Dataset records
----
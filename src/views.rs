//! View registry and the fields-view-get assembly.
//!
//! A client asking for a view gets its processed arch together with the
//! metadata of every field the arch references.

use std::collections::BTreeMap;

use serde::{Deserialize, Serialize};

use crate::domain::RecordContext;
use crate::error::ViewError;
use crate::fields::FieldInfo;
use crate::processor::ViewProcessor;
use crate::tree::ViewTree;

#[derive(Debug, Clone, Copy, PartialEq, Eq, Hash, Serialize, Deserialize)]
#[serde(rename_all = "snake_case")]
pub enum ViewType {
    Form,
    Tree,
    List,
    Search,
    Kanban,
    Graph,
    Calendar,
    Pivot,
}

/// A registered view definition.
#[derive(Debug, Clone, PartialEq, Eq, Serialize, Deserialize)]
pub struct ViewDef {
    pub id: String,
    #[serde(default)]
    pub name: String,
    pub model: String,
    #[serde(rename = "type")]
    pub view_type: ViewType,
    pub arch: String,
    /// Fields the arch references. Derived from the arch when empty.
    #[serde(default)]
    pub fields: Vec<String>,
}

impl ViewDef {
    /// Names referenced by `field` elements, in document order, without
    /// duplicates. Uses the declared list when there is one.
    pub fn referenced_fields(&self) -> Result<Vec<String>, ViewError> {
        if !self.fields.is_empty() {
            return Ok(self.fields.clone());
        }
        let tree = ViewTree::parse(&self.arch)?;
        let mut names: Vec<String> = Vec::new();
        for (_, element) in tree.elements().filter(|(_, e)| e.tag() == "field") {
            if let Some(name) = element.attr("name") {
                if !names.iter().any(|n| n == name) {
                    names.push(name.to_string());
                }
            }
        }
        Ok(names)
    }
}

/// Request for a view: by id, or the first view of the model with the
/// given type.
#[derive(Debug, Clone, PartialEq, Eq, Serialize, Deserialize)]
pub struct FieldsViewGetParams {
    #[serde(default)]
    pub view_id: Option<String>,
    pub view_type: ViewType,
}

/// A processed view ready for the client.
#[derive(Debug, Clone, PartialEq, Eq, Serialize, Deserialize)]
pub struct FieldsViewData {
    pub name: String,
    pub arch: String,
    pub view_id: String,
    pub model: String,
    #[serde(rename = "type")]
    pub view_type: ViewType,
    /// Metadata of the referenced fields, keyed by canonical name.
    pub fields: BTreeMap<String, FieldInfo>,
}

/// Views in registration order.
#[derive(Debug, Clone, Default)]
pub struct ViewRegistry {
    views: Vec<ViewDef>,
}

impl ViewRegistry {
    pub fn new() -> Self {
        Self::default()
    }

    pub fn register(&mut self, view: ViewDef) -> Result<(), ViewError> {
        if self.get_by_id(&view.id).is_some() {
            return Err(ViewError::Config(format!("duplicate view id '{}'", view.id)));
        }
        tracing::debug!(view_id = %view.id, model = %view.model, "registered view");
        self.views.push(view);
        Ok(())
    }

    /// Load a YAML list of view definitions.
    pub fn from_yaml(yaml: &str) -> Result<Self, ViewError> {
        let views: Vec<ViewDef> = serde_yaml::from_str(yaml)
            .map_err(|e| ViewError::Config(format!("invalid view definitions: {}", e)))?;
        let mut registry = Self::new();
        for view in views {
            registry.register(view)?;
        }
        Ok(registry)
    }

    pub fn len(&self) -> usize {
        self.views.len()
    }

    pub fn is_empty(&self) -> bool {
        self.views.is_empty()
    }

    pub fn get_by_id(&self, id: &str) -> Option<&ViewDef> {
        self.views.iter().find(|v| v.id == id)
    }

    pub fn first_for_model(&self, model: &str, view_type: ViewType) -> Option<&ViewDef> {
        self.views
            .iter()
            .find(|v| v.model == model && v.view_type == view_type)
    }

    /// Resolve, process and describe a view of the processor's model.
    pub fn fields_view_get(
        &self,
        processor: &ViewProcessor<'_>,
        params: &FieldsViewGetParams,
        record: &RecordContext,
    ) -> Result<FieldsViewData, ViewError> {
        let model = processor.model();
        let view = params
            .view_id
            .as_deref()
            .filter(|id| !id.is_empty())
            .and_then(|id| self.get_by_id(id))
            .or_else(|| self.first_for_model(model, params.view_type))
            .ok_or_else(|| {
                ViewError::ViewNotFound(format!(
                    "no {:?} view for model '{}' (requested id: {:?})",
                    params.view_type, model, params.view_id
                ))
            })?;
        if view.model != model {
            return Err(ViewError::ViewNotFound(format!(
                "view '{}' belongs to model '{}', not '{}'",
                view.id, view.model, model
            )));
        }

        let mut fields = BTreeMap::new();
        for name in view.referenced_fields()? {
            let canonical = processor.namer().canonical_name(&name).ok_or_else(|| {
                ViewError::UnknownField {
                    model: model.to_string(),
                    field: name.clone(),
                }
            })?;
            let info = processor.fields().field_info(&canonical).ok_or_else(|| {
                ViewError::UnknownField {
                    model: model.to_string(),
                    field: canonical.clone(),
                }
            })?;
            fields.insert(canonical, info.clone());
        }

        let arch = processor.process(&view.arch, record)?;
        tracing::info!(view_id = %view.id, model, fields = fields.len(), "fields view get");
        Ok(FieldsViewData {
            name: view.name.clone(),
            arch,
            view_id: view.id.clone(),
            model: view.model.clone(),
            view_type: view.view_type,
            fields,
        })
    }
}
----
Task requirements → The data above must be repeated in its entirety, exactly as given.

Solution for this problem →
filename src/views.rs
//! View registry and the fields-view-get assembly.
//!
//! A client asking for a view gets its processed arch together with the
//! metadata of every field the arch references.

use std::collections::BTreeMap;

use serde::{Deserialize, Serialize};

use crate::domain::RecordContext;
use crate::error::ViewError;
use crate::fields::FieldInfo;
use crate::processor::ViewProcessor;
use crate::tree::ViewTree;

#[derive(Debug, Clone, Copy, PartialEq, Eq, Hash, Serialize, Deserialize)]
#[serde(rename_all = "snake_case")]
pub enum ViewType {
    Form,
    Tree,
    List,
    Search,
    Kanban,
    Graph,
    Calendar,
    Pivot,
}

/// A registered view definition.
#[derive(Debug, Clone, PartialEq, Eq, Serialize, Deserialize)]
pub struct ViewDef {
    pub id: String,
    #[serde(default)]
    pub name: String,
    pub model: String,
    #[serde(rename = "type")]
    pub view_type: ViewType,
    pub arch: String,
    /// Fields the arch references. Derived from the arch when empty.
    #[serde(default)]
    pub fields: Vec<String>,
}

impl ViewDef {
    /// Names referenced by `field` elements, in document order, without
    /// duplicates. Uses the declared list when there is one.
    pub fn referenced_fields(&self) -> Result<Vec<String>, ViewError> {
        if !self.fields.is_empty() {
            return Ok(self.fields.clone());
        }
        let tree = ViewTree::parse(&self.arch)?;
        let mut names: Vec<String> = Vec::new();
        for (_, element) in tree.elements().filter(|(_, e)| e.tag() == "field") {
            if let Some(name) = element.attr("name") {
                if !names.iter().any(|n| n == name) {
                    names.push(name.to_string());
                }
            }
        }
        Ok(names)
    }
}

/// Request for a view: by id, or the first view of the model with the
/// given type.
#[derive(Debug, Clone, PartialEq, Eq, Serialize, Deserialize)]
pub struct FieldsViewGetParams {
    #[serde(default)]
    pub view_id: Option<String>,
    pub view_type: ViewType,
}

/// A processed view ready for the client.
#[derive(Debug, Clone, PartialEq, Eq, Serialize, Deserialize)]
pub struct FieldsViewData {
    pub name: String,
    pub arch: String,
    pub view_id: String,
    pub model: String,
    #[serde(rename = "type")]
    pub view_type: ViewType,
    /// Metadata of the referenced fields, keyed by canonical name.
    pub fields: BTreeMap<String, FieldInfo>,
}

/// Views in registration order.
#[derive(Debug, Clone, Default)]
pub struct ViewRegistry {
    views: Vec<ViewDef>,
}

impl ViewRegistry {
    pub fn new() -> Self {
        Self::default()
    }

    pub fn register(&mut self, view: ViewDef) -> Result<(), ViewError> {
        if self.get_by_id(&view.id).is_some() {
            return Err(ViewError::Config(format!("duplicate view id '{}'", view.id)));
        }
        tracing::debug!(view_id = %view.id, model = %view.model, "registered view");
        self.views.push(view);
        Ok(())
    }

    /// Load a YAML list of view definitions.
    pub fn from_yaml(yaml: &str) -> Result<Self, ViewError> {
        let views: Vec<ViewDef> = serde_yaml::from_str(yaml)
            .map_err(|e| ViewError::Config(format!("invalid view definitions: {}", e)))?;
        let mut registry = Self::new();
        for view in views {
            registry.register(view)?;
        }
        Ok(registry)
    }

    pub fn len(&self) -> usize {
        self.views.len()
    }

    pub fn is_empty(&self) -> bool {
        self.views.is_empty()
    }

    pub fn get_by_id(&self, id: &str) -> Option<&ViewDef> {
        self.views.iter().find(|v| v.id == id)
    }

    pub fn first_for_model(&self, model: &str, view_type: ViewType) -> Option<&ViewDef> {
        self.views
            .iter()
            .find(|v| v.model == model && v.view_type == view_type)
    }

    /// Resolve, process and describe a view of the processor's model.
    pub fn fields_view_get(
        &self,
        processor: &ViewProcessor<'_>,
        params: &FieldsViewGetParams,
        record: &RecordContext,
    ) -> Result<FieldsViewData, ViewError> {
        let model = processor.model();
        let view = params
            .view_id
            .as_deref()
            .filter(|id| !id.is_empty())
            .and_then(|id| self.get_by_id(id))
            .or_else(|| self.first_for_model(model, params.view_type))
            .ok_or_else(|| {
                ViewError::ViewNotFound(format!(
                    "no {:?} view for model '{}' (requested id: {:?})",
                    params.view_type, model, params.view_id
                ))
            })?;
        if view.model != model {
            return Err(ViewError::ViewNotFound(format!(
                "view '{}' belongs to model '{}', not '{}'",
                view.id, view.model, model
            )));
        }

        let mut fields = BTreeMap::new();
        for name in view.referenced_fields()? {
            let canonical = processor.namer().canonical_name(&name).ok_or_else(|| {
                ViewError::UnknownField {
                    model: model.to_string(),
                    field: name.clone(),
                }
            })?;
            let info = processor.fields().field_info(&canonical).ok_or_else(|| {
                ViewError::UnknownField {
                    model: model.to_string(),
                    field: canonical.clone(),
                }
            })?;
            fields.insert(canonical, info.clone());
        }

        let arch = processor.process(&view.arch, record)?;
        tracing::info!(view_id = %view.id, model, fields = fields.len(), "fields view get");
        Ok(FieldsViewData {
            name: view.name.clone(),
            arch,
            view_id: view.id.clone(),
            model: view.model.clone(),
            view_type: view.view_type,
            fields,
        })
    }
}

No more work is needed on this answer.